Большая Никитская. Прогулки по старой Москве | страница 40
Кроме киношной жизни тут была и жизнь литературная. Выступал все тот же Андрей Белый – но уже с художественными произведениями. Есенин, Брюсов, Рюрик Ивнев, Пастернак, Цветаева. Устраивали тут «Разгром левого фронта» (на который председатель «фронта» Мейерхольд явился с перевязанной щекой – якобы больного пожалеют, слишком уж «громить» не станут. Кто-то из поэтов заподозрил камуфляж, сорвал повязку – оказалось, Мейерхольд вполне здоров).
Проходил в Консерватории так называемый «Литературный суд над имажинистами». Главным имажинистом был Сергей Есенин. Гражданским истцом – литератор Аксенов. Выслушав обличительную речь, Есенин произнес, указывая пальцем на Аксенова.
– Кто судит нас? Кто? Что сделал в литературе гражданский истец – этот тип, утонувший в бороде?
Публика зааплодировала. Победа оказалась на стороне имажинистов.

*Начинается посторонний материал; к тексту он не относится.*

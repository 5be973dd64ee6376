// src/checks/hardlinks.rs

//! Breaking shared inodes between packaged files
//!
//! A hardlink inside the prefix means two manifest entries (possibly in
//! different package outputs) share bytes on disk. Rewriting one of them
//! later would silently change the other, so every extra link is replaced by
//! an independent copy before any other stage runs.

use crate::error::{io_at, Error, Result};
use crate::hash::{hash_file, HashAlgorithm};
use std::fs::{self, File};
use std::io;
use std::os::unix::fs::MetadataExt;
use std::path::{Path, PathBuf};
use tempfile::NamedTempFile;
use tracing::{debug, info};
use walkdir::WalkDir;

/// Replace every other hardlink to `path` found under `scan_root` with an
/// independent copy
///
/// If `path` still shares its inode afterwards (links outside `scan_root`),
/// `path` itself is copied too. Returns the number of files replaced; a
/// file with a single link is left alone.
pub fn break_hardlinks(path: &Path, scan_root: &Path) -> Result<usize> {
    let metadata = fs::symlink_metadata(path).map_err(io_at(path))?;
    if !metadata.is_file() || metadata.nlink() <= 1 {
        return Ok(0);
    }

    let (dev, ino) = (metadata.dev(), metadata.ino());
    let mut replaced = 0;

    for other in linked_paths(scan_root, dev, ino)? {
        if other == path {
            continue;
        }
        make_independent_copy(&other)?;
        replaced += 1;
    }

    if fs::symlink_metadata(path).map_err(io_at(path))?.nlink() > 1 {
        make_independent_copy(path)?;
        replaced += 1;
    }

    debug!(
        "Broke {} hardlink(s) to {}",
        replaced,
        path.display()
    );
    Ok(replaced)
}

/// Regular files under `root` on the given device and inode
fn linked_paths(root: &Path, dev: u64, ino: u64) -> Result<Vec<PathBuf>> {
    let mut found = Vec::new();
    for entry in WalkDir::new(root).follow_links(false) {
        let entry = entry.map_err(|e| walk_error(root, e))?;
        if !entry.file_type().is_file() {
            continue;
        }
        let metadata = entry.metadata().map_err(|e| walk_error(root, e))?;
        if metadata.dev() == dev && metadata.ino() == ino {
            found.push(entry.into_path());
        }
    }
    Ok(found)
}

fn walk_error(root: &Path, err: walkdir::Error) -> Error {
    Error::File {
        path: err.path().unwrap_or(root).to_path_buf(),
        source: err.into(),
    }
}

/// Swap `path` for a fresh file with the same content and mode
///
/// The copy is written next to the original and renamed over it, so the
/// path never disappears.
pub fn make_independent_copy(path: &Path) -> Result<()> {
    let parent = path.parent().unwrap_or(Path::new("."));
    let permissions = fs::metadata(path).map_err(io_at(path))?.permissions();

    let mut temp = NamedTempFile::new_in(parent).map_err(io_at(parent))?;
    let mut original = File::open(path).map_err(io_at(path))?;
    io::copy(&mut original, temp.as_file_mut()).map_err(io_at(path))?;
    temp.as_file().sync_all().map_err(io_at(temp.path()))?;

    let expected = hash_file(HashAlgorithm::Xxh128, path).map_err(io_at(path))?;
    let copied = hash_file(HashAlgorithm::Xxh128, temp.path()).map_err(io_at(temp.path()))?;
    if expected != copied {
        return Err(io_at(path)(io::Error::other(format!(
            "copy does not match the original ({} != {})",
            copied, expected
        ))));
    }

    fs::set_permissions(temp.path(), permissions).map_err(io_at(temp.path()))?;
    temp.persist(path).map_err(|e| io_at(path)(e.error))?;

    info!("Replaced hardlink with a copy: {}", path.display());
    Ok(())
}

Впрочем, классическая музыка тут все еще играла. На одном из концертов даже присутствовал Ленин. Писательница Драбкина описывала, как Ильич слушал Бетховена: «Мне довелось много раз видеть Владимира Ильича – выступающим на трибуне, председательствующим на заседании, у него дома. Сейчас, впервые, я увидела его в минуту сосредоточенного раздумья, когда ему казалось, что он был наедине с собой… Слушая и не слушая увертюру „Кориолан“, я неприметно, боковым зрением наблюдала за Владимиром Ильичем. Он сидел не шелохнувшись, поглощенный музыкой…»

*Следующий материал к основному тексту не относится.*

// src/relocate/install_name.rs

//! Mach-O link editing through `install_name_tool`
//!
//! Editing load commands invalidates an existing code signature, so on hosts
//! that have `codesign` the binary is re-signed ad hoc after every change.

use super::editor::{run_tool, LinkEditor};
use super::inspect::read_link_info;
use crate::error::Result;
use std::ffi::OsString;
use std::path::Path;
use std::time::Duration;
use tracing::{debug, info};

const INSTALL_NAME_TOOL: &str = "install_name_tool";
const CODESIGN: &str = "codesign";

#[derive(Debug, Clone)]
pub struct InstallNameToolEditor {
    timeout: Duration,
}

impl InstallNameToolEditor {
    pub fn new(timeout: Duration) -> Self {
        Self { timeout }
    }

    fn run(&self, binary: &Path, mut args: Vec<OsString>) -> Result<()> {
        args.push(binary.as_os_str().to_owned());
        run_tool(INSTALL_NAME_TOOL, &args, binary, self.timeout)?;
        self.resign(binary)
    }

    fn resign(&self, binary: &Path) -> Result<()> {
        if which::which(CODESIGN).is_err() {
            debug!("codesign not available, leaving {} unsigned", binary.display());
            return Ok(());
        }
        let args: Vec<OsString> = vec![
            "-f".into(),
            "-s".into(),
            "-".into(),
            binary.as_os_str().to_owned(),
        ];
        run_tool(CODESIGN, &args, binary, self.timeout)
    }
}

impl LinkEditor for InstallNameToolEditor {
    fn list_dependencies(&self, binary: &Path) -> Result<Vec<String>> {
        Ok(read_link_info(binary)?.dependencies)
    }

    fn search_paths(&self, binary: &Path) -> Result<Vec<String>> {
        Ok(read_link_info(binary)?.search_paths)
    }

    /// Mach-O keeps one LC_RPATH per entry, so the new list is expressed as
    /// deletions and additions against the current one
    fn set_search_paths(&self, binary: &Path, paths: &[String]) -> Result<()> {
        let current = self.search_paths(binary)?;
        let mut args: Vec<OsString> = Vec::new();

        for old in current.iter().filter(|p| !paths.contains(p)) {
            args.push("-delete_rpath".into());
            args.push(old.into());
        }
        for new in paths.iter().filter(|p| !current.contains(p)) {
            args.push("-add_rpath".into());
            args.push(new.into());
        }

        if args.is_empty() {
            return Ok(());
        }
        info!("install_name_tool for {}: {:?}", binary.display(), args);
        self.run(binary, args)
    }

    fn self_identity(&self, binary: &Path) -> Result<Option<String>> {
        Ok(read_link_info(binary)?.identity)
    }

    fn set_self_identity(&self, binary: &Path, identity: &str) -> Result<()> {
        self.run(binary, vec!["-id".into(), identity.into()])
    }

    fn change_dependency(&self, binary: &Path, old: &str, new: &str) -> Result<()> {
        self.run(binary, vec!["-change".into(), old.into(), new.into()])
    }
}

Видимо, Ленину стоило чаще посещать Консерваторию.
Правда, и на классических концертах случались невозможные до революции события. Например, во время выступления Кубацкого, участвовавшего в «экспроприации» качественных музыкальных инструментов, зрители выкрикивали:
– Вор! На награбленных инструментах играешь!

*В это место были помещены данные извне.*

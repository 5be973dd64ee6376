// src/checks/symlinks.rs

//! Symlink validation
//!
//! A symlink that points into the transient build area (but not into the
//! prefix itself) is dangling as soon as the build directory is removed.
//! All offenders are collected and reported in one error. Absolute links
//! that stay inside the prefix are rewritten as relative links so they keep
//! working after the prefix moves.

use crate::error::{io_at, Error, Result};
use crate::manifest::normalize_lexically;
use std::fs;
use std::os::unix::fs as unix_fs;
use std::path::{Path, PathBuf};
use tracing::info;

/// A symlink under the prefix and the absolute path it points to
#[derive(Debug, Clone, PartialEq, Eq)]
pub struct SymlinkEntry {
    /// Link location relative to the prefix
    pub link: PathBuf,
    /// Lexically resolved absolute target
    pub target: PathBuf,
}

impl SymlinkEntry {
    /// Read the link at `link` (prefix-relative); `None` if it is not a symlink
    pub fn read(prefix: &Path, link: &Path) -> Result<Option<Self>> {
        let absolute = prefix.join(link);
        let Ok(metadata) = fs::symlink_metadata(&absolute) else {
            return Ok(None);
        };
        if !metadata.file_type().is_symlink() {
            return Ok(None);
        }

        let raw = fs::read_link(&absolute).map_err(io_at(&absolute))?;
        let target = if raw.is_absolute() {
            normalize_lexically(&raw)
        } else {
            let parent = absolute.parent().unwrap_or(prefix);
            normalize_lexically(&parent.join(raw))
        };

        Ok(Some(Self {
            link: link.to_path_buf(),
            target,
        }))
    }
}

/// Read every symlink among `entries`, in the order given
pub fn collect_symlinks<'a>(
    prefix: &Path,
    entries: impl IntoIterator<Item = &'a PathBuf>,
) -> Result<Vec<SymlinkEntry>> {
    let mut links = Vec::new();
    for entry in entries {
        if let Some(link) = SymlinkEntry::read(prefix, entry)? {
            links.push(link);
        }
    }
    Ok(links)
}

/// Links whose targets vanish with the build area, in encounter order
pub fn validate(symlinks: &[SymlinkEntry], prefix: &Path, build_root: &Path) -> Vec<SymlinkEntry> {
    symlinks
        .iter()
        .filter(|entry| entry.target.starts_with(build_root) && !entry.target.starts_with(prefix))
        .cloned()
        .collect()
}

/// Fail with every dangling link if any of `links` (prefix-relative) point
/// into the build area outside the prefix
pub fn check_symlinks<P: AsRef<Path>>(links: &[P], prefix: &Path, build_root: &Path) -> Result<()> {
    let mut entries = Vec::new();
    for link in links {
        if let Some(entry) = SymlinkEntry::read(prefix, link.as_ref())? {
            entries.push(entry);
        }
    }

    let violations = validate(&entries, prefix, build_root);
    if violations.is_empty() {
        return Ok(());
    }
    Err(Error::DanglingSymlinks(
        violations.into_iter().map(|v| (v.link, v.target)).collect(),
    ))
}

/// Rewrite an absolute link that stays inside the prefix as a relative one
///
/// Returns true if the link was rewritten.
pub fn make_relative(entry: &SymlinkEntry, prefix: &Path) -> Result<bool> {
    let absolute = prefix.join(&entry.link);
    let raw = fs::read_link(&absolute).map_err(io_at(&absolute))?;
    if !raw.is_absolute() || !entry.target.starts_with(prefix) {
        return Ok(false);
    }

    let parent = absolute.parent().unwrap_or(prefix);
    let Some(relative) = pathdiff::diff_paths(&entry.target, parent) else {
        return Ok(false);
    };

    info!(
        "Making absolute symlink relative ({} -> {} :-> {})",
        entry.link.display(),
        raw.display(),
        relative.display()
    );
    fs::remove_file(&absolute).map_err(io_at(&absolute))?;
    unix_fs::symlink(&relative, &absolute).map_err(io_at(&absolute))?;
    Ok(true)
}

После же «Колоколов» Рахманинова в «Вечерке» появилась гневная статья «Колокола звонят»: «Вы входите в зал, садитесь и начинаете слушать музыку. Церковное хоральное пение, то язычески-дикое, то мистически-жуткое. В начале вас пытаются повергнуть в „блаженный сон“ „серебристыми“ колокольчиками, истомными фразами скрипок, общим однообразно-убаюкивающим движением; в конце – жутким отчаянием и завываниями, поданными на фоне церковной литургии, стараются привести к истерии, к сознанию своего и вообще людского ничтожества и всемогущества „Его“. Все это подано на фоне „звона“… Да, вы не ошиблись, перед вами проходят различные обрядовые сцены, широкая русская масленица, свадьба (с грубейшей эротикой), похороны… С удивлением вы смотрите по сторонам. Да, действительно, очень странная публика окружает нас: какие-то старики в длинных фраках и старушки в старомодных шелках, пахнущих нафталином, голые черепа, трясущиеся шеи, оплывшие глаза, длинные перчатки, лорнеты».